This guide will show you how to deploy the following example function to Cloud Run:
def hello(request):
return "Hello world!"
This guide assumes your Python function is defined in a main.py
file and dependencies are specified in requirements.txt
file.
To run your function in a container, create a Dockerfile
with the following contents:
# Use the official Python image.
# https://hub.docker.com/_/python
FROM python:3.7-slim
# Copy local code to the container image.
ENV APP_HOME /app
WORKDIR $APP_HOME
COPY . .
# Install production dependencies.
RUN pip install functions-framework
RUN pip install -r requirements.txt
# Run the web service on container startup.

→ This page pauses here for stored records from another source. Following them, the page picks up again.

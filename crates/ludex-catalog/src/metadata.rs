//! Per-game mutable metadata
//!
//! Every mutation goes through a setter that raises the dirty bit and
//! reports which field changed; the changed-field mask drives both the
//! gamelist write-back and the incremental virtual-system updates.

use bitflags::bitflags;
use ludex_store::{GameRecord, Rotation};
use std::path::Path;

bitflags! {
    /// One bit per persisted metadata field.
    ///
    /// Doubles as the per-system sensitivity mask: a virtual system
    /// re-evaluates a game's membership only when the changed mask
    /// intersects its sensitivity.
    #[derive(Debug, Clone, Copy, PartialEq, Eq)]
    pub struct MetadataField: u32 {
        const NAME           = 1 << 0;
        const DESCRIPTION    = 1 << 1;
        const RATING         = 1 << 2;
        const FAVORITE       = 1 << 3;
        const HIDDEN         = 1 << 4;
        const ADULT          = 1 << 5;
        const PLAY_COUNT     = 1 << 6;
        const LAST_PLAYED    = 1 << 7;
        const ROTATION       = 1 << 8;
        const GENRE          = 1 << 9;
        const PLAYERS        = 1 << 10;
        const DEVELOPER      = 1 << 11;
        const PUBLISHER      = 1 << 12;
        const EMULATOR       = 1 << 13;
        const RATIO          = 1 << 14;
        const LATEST_VERSION = 1 << 15;
    }
}

impl MetadataField {
    /// Fields indexed by the fast-search series.
    pub fn searchable() -> Self {
        Self::NAME | Self::DESCRIPTION | Self::DEVELOPER | Self::PUBLISHER
    }
}

/// Mutable metadata bag attached to every game entry.
#[derive(Debug, Clone, Default)]
pub struct GameMetadata {
    pub(crate) name: Option<String>,
    pub(crate) description: Option<String>,
    pub(crate) rating: Option<f32>,
    pub(crate) favorite: bool,
    pub(crate) hidden: bool,
    pub(crate) adult: bool,
    pub(crate) play_count: u32,
    pub(crate) last_played: u64,
    pub(crate) rotation: Rotation,
    pub(crate) genre_id: Option<u32>,
    pub(crate) players_min: Option<u32>,
    pub(crate) players_max: Option<u32>,
    pub(crate) developer: Option<String>,
    pub(crate) publisher: Option<String>,
    pub(crate) release_date: Option<String>,
    pub(crate) emulator: Option<String>,
    pub(crate) core: Option<String>,
    pub(crate) ratio: Option<String>,
    pub(crate) latest_version: bool,
    pub(crate) rom_crc32: Option<String>,
    dirty: bool,
}

impl GameMetadata {
    pub fn new() -> Self {
        Self {
            latest_version: true,
            ..Self::default()
        }
    }

    pub fn name(&self) -> Option<&str> {
        self.name.as_deref()
    }

    pub fn description(&self) -> Option<&str> {
        self.description.as_deref()
    }

    pub fn rating(&self) -> Option<f32> {
        self.rating
    }

    pub fn favorite(&self) -> bool {
        self.favorite
    }

    pub fn hidden(&self) -> bool {
        self.hidden
    }

    pub fn adult(&self) -> bool {
        self.adult
    }

    pub fn play_count(&self) -> u32 {
        self.play_count
    }

    pub fn last_played(&self) -> u64 {
        self.last_played
    }

    pub fn rotation(&self) -> Rotation {
        self.rotation
    }

    pub fn genre_id(&self) -> Option<u32> {
        self.genre_id
    }

    pub fn players_min(&self) -> Option<u32> {
        self.players_min
    }

    pub fn players_max(&self) -> Option<u32> {
        self.players_max
    }

    pub fn developer(&self) -> Option<&str> {
        self.developer.as_deref()
    }

    pub fn publisher(&self) -> Option<&str> {
        self.publisher.as_deref()
    }

    pub fn release_date(&self) -> Option<&str> {
        self.release_date.as_deref()
    }

    pub fn emulator(&self) -> Option<&str> {
        self.emulator.as_deref()
    }

    pub fn core(&self) -> Option<&str> {
        self.core.as_deref()
    }

    pub fn ratio(&self) -> Option<&str> {
        self.ratio.as_deref()
    }

    pub fn latest_version(&self) -> bool {
        self.latest_version
    }

    pub fn rom_crc32(&self) -> Option<&str> {
        self.rom_crc32.as_deref()
    }

    pub fn dirty(&self) -> bool {
        self.dirty
    }

    fn change(&mut self, field: MetadataField) -> MetadataField {
        self.dirty = true;
        field
    }

    pub fn set_name(&mut self, name: impl Into<String>) -> MetadataField {
        let name = name.into();
        if self.name.as_deref() == Some(name.as_str()) {
            return MetadataField::empty();
        }
        self.name = Some(name);
        self.change(MetadataField::NAME)
    }

    pub fn set_description(&mut self, description: impl Into<String>) -> MetadataField {
        let description = description.into();
        if self.description.as_deref() == Some(description.as_str()) {
            return MetadataField::empty();
        }
        self.description = Some(description);
        self.change(MetadataField::DESCRIPTION)
    }

    pub fn set_rating(&mut self, rating: f32) -> MetadataField {
        if self.rating == Some(rating) {
            return MetadataField::empty();
        }
        self.rating = Some(rating);
        self.change(MetadataField::RATING)
    }

    pub fn set_favorite(&mut self, favorite: bool) -> MetadataField {
        if self.favorite == favorite {
            return MetadataField::empty();
        }
        self.favorite = favorite;
        self.change(MetadataField::FAVORITE)
    }

    pub fn set_hidden(&mut self, hidden: bool) -> MetadataField {
        if self.hidden == hidden {
            return MetadataField::empty();
        }
        self.hidden = hidden;
        self.change(MetadataField::HIDDEN)
    }

    pub fn set_adult(&mut self, adult: bool) -> MetadataField {
        if self.adult == adult {
            return MetadataField::empty();
        }
        self.adult = adult;
        self.change(MetadataField::ADULT)
    }

    /// Record one play session: bump the counter and stamp the epoch.
    pub fn record_play(&mut self, epoch: u64) -> MetadataField {
        self.play_count += 1;
        self.last_played = epoch;
        self.change(MetadataField::PLAY_COUNT | MetadataField::LAST_PLAYED)
    }

    pub fn set_rotation(&mut self, rotation: Rotation) -> MetadataField {
        if self.rotation == rotation {
            return MetadataField::empty();
        }
        self.rotation = rotation;
        self.change(MetadataField::ROTATION)
    }

    pub fn set_genre_id(&mut self, genre_id: Option<u32>) -> MetadataField {
        if self.genre_id == genre_id {
            return MetadataField::empty();
        }
        self.genre_id = genre_id;
        self.change(MetadataField::GENRE)
    }

    pub fn set_players(&mut self, min: Option<u32>, max: Option<u32>) -> MetadataField {
        if self.players_min == min && self.players_max == max {
            return MetadataField::empty();
        }
        self.players_min = min;
        self.players_max = max;
        self.change(MetadataField::PLAYERS)
    }

    pub fn set_developer(&mut self, developer: impl Into<String>) -> MetadataField {
        let developer = developer.into();
        if self.developer.as_deref() == Some(developer.as_str()) {
            return MetadataField::empty();
        }
        self.developer = Some(developer);
        self.change(MetadataField::DEVELOPER)
    }

    pub fn set_publisher(&mut self, publisher: impl Into<String>) -> MetadataField {
        let publisher = publisher.into();
        if self.publisher.as_deref() == Some(publisher.as_str()) {
            return MetadataField::empty();
        }
        self.publisher = Some(publisher);
        self.change(MetadataField::PUBLISHER)
    }

    pub fn set_emulator(&mut self, emulator: Option<String>, core: Option<String>) -> MetadataField {
        if self.emulator == emulator && self.core == core {
            return MetadataField::empty();
        }
        self.emulator = emulator;
        self.core = core;
        self.change(MetadataField::EMULATOR)
    }

    pub fn set_ratio(&mut self, ratio: Option<String>) -> MetadataField {
        if self.ratio == ratio {
            return MetadataField::empty();
        }
        self.ratio = ratio;
        self.change(MetadataField::RATIO)
    }

    pub fn set_latest_version(&mut self, latest: bool) -> MetadataField {
        if self.latest_version == latest {
            return MetadataField::empty();
        }
        self.latest_version = latest;
        self.change(MetadataField::LATEST_VERSION)
    }

    /// Import a persisted record without raising the dirty bit.
    pub fn apply_record(&mut self, record: &GameRecord) {
        self.name = record.name.clone();
        self.description = record.description.clone();
        self.rating = record.rating;
        self.favorite = record.favorite;
        self.hidden = record.hidden;
        self.adult = record.adult;
        self.play_count = record.play_count;
        self.last_played = record.last_played;
        self.rotation = record.rotation;
        self.genre_id = record.genre_id;
        self.players_min = record.players_min;
        self.players_max = record.players_max;
        self.developer = record.developer.clone();
        self.publisher = record.publisher.clone();
        self.release_date = record.release_date.clone();
        self.emulator = record.emulator.clone();
        self.core = record.core.clone();
        self.ratio = record.ratio.clone();
        self.latest_version = record.latest_version;
        self.rom_crc32 = record.rom_crc32.clone();
    }

    /// Export to a persisted record and clear the dirty bit.
    pub fn take_record(&mut self, path: &Path) -> GameRecord {
        self.dirty = false;
        GameRecord {
            path: path.to_path_buf(),
            name: self.name.clone(),
            description: self.description.clone(),
            rating: self.rating,
            favorite: self.favorite,
            hidden: self.hidden,
            adult: self.adult,
            play_count: self.play_count,
            last_played: self.last_played,
            rotation: self.rotation,
            genre_id: self.genre_id,
            players_min: self.players_min,
            players_max: self.players_max,
            developer: self.developer.clone(),
            publisher: self.publisher.clone(),
            release_date: self.release_date.clone(),
            emulator: self.emulator.clone(),
            core: self.core.clone(),
            ratio: self.ratio.clone(),
            latest_version: self.latest_version,
            rom_crc32: self.rom_crc32.clone(),
        }
    }
}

CMD exec functions-framework --target=hello
Start the container locally by running docker build
and docker run
:
docker build -t helloworld . && docker run --rm -p 8080:8080 -e PORT=8080 helloworld
Send requests to this function using curl
from another terminal window:
curl localhost:8080
# Output: Hello world!
To use Docker with gcloud, configure the Docker credential helper:
gcloud auth configure-docker
You can deploy your containerized function to Cloud Run by following the Cloud Run quickstart.
Use the docker
and gcloud
CLIs to build and deploy a container to Cloud Run, replacing [PROJECT-ID]
with the project id and helloworld
with a different image name if necessary:
docker build -t gcr.io/[PROJECT-ID]/helloworld .
docker push gcr.io/[PROJECT-ID]/helloworld
gcloud run deploy helloworld --image gcr.io/[PROJECT-ID]/helloworld --region us-central1
If you want even more control over the environment, you can deploy your container image to Cloud Run on GKE. With Cloud Run on GKE, you can run your function on a GKE cluster, which gives you additional control over the environment (including use of GPU-based instances, longer timeouts and more).